Les rêves de Parker n'étaient pas déplacés, mais ils étaient moins pastoraux que ceux de Kane. Il y avait peu d'imagination dans ces rêves. Ils étaient trop spécialisés et ne traitaient que rarement des choses humaines. On ne pouvait rien attendre d'autre d'un ingénieur de bord.
Ils étaient directs, et parfois laids. A l'état de veille, ces restes profondément enfouis se montraient rarement lorsque l'ingénieur s'irritait ou se mettait en colère. La majeure partie du suintement et du mépris qui fermentait au fond de la citerne de son âme était bien cachée. Ses compagnons n'en avaient jamais vu flotter au-dessus ou au-delà de la distillerie Parker, personne n'avait jamais eu un aperçu de ce qui bouillonnait et brassait au fond de cette cuve.

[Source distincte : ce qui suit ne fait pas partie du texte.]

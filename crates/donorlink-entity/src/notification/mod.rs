//! Notification domain entities.

pub mod kind;
pub mod model;

pub use kind::NotificationKind;
pub use model::NotificationRecord;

Lambert était plus inspiration pour rêveurs que rêveuse elle-même. En hyper-sommeil, ses rêveries agitées étaient remplies de tracés inter-systèmes et de facteurs de charge annulés par des considérations de carburant. Il arrivait que l'imagination entre dans de telles structures de rêve, mais jamais d'une manière qui puisse faire couler le sang des autres.

Parker et Brett imaginaient souvent leurs propres systèmes en train de s'interpénétrer avec les siens. Ils considéraient la question des facteurs de charge et des juxtapositions spatiales d'une manière qui aurait exaspéré Lambert si elle en avait été consciente. Réflexions non autorisées qu'ils gardaient pour eux, enfermés dans leurs rêves diurnes ou nocturnes, de peur qu'ils ne la mettent de mauvaise humeur. Même si cela ne lui aurait pas fait de malt. Mais en tant que navigatrice du Nostromo, elle était la principale responsable de leur retour à la maison, et c'était la plus importante et la plus souhaitable des collaborations qu'un homme puisse imaginer.

Brett n'était répertorié que comme technicien en ingénierie. C'était une façon de dire qu'il était aussi intelligent et compétent que Parker, mais qu'il manquait d'ancienneté. Les deux hommes formaient une paire étrange, inégale et totalement différente pour des gens non avertis. Pourtant, ils coexistaient et fonctionnaient ensemble en douceur. Leur succès comme amis et collègues était dû en grande partie au fait que Brett ne s'était jamais immiscé dans la vie mentale de Parker. Le technard était aussi solennel et flegmatique dans sa façon de voir et de parler que Parker était volubile et instable. Parker pouvait râler pendant des heures sur la défaillance d'un circuit de micro-puce, renvoyant ses ancêtres à la terre dont les constituants de terre rare avaient été extraits. Alors que Brett ponctuait placide : "right".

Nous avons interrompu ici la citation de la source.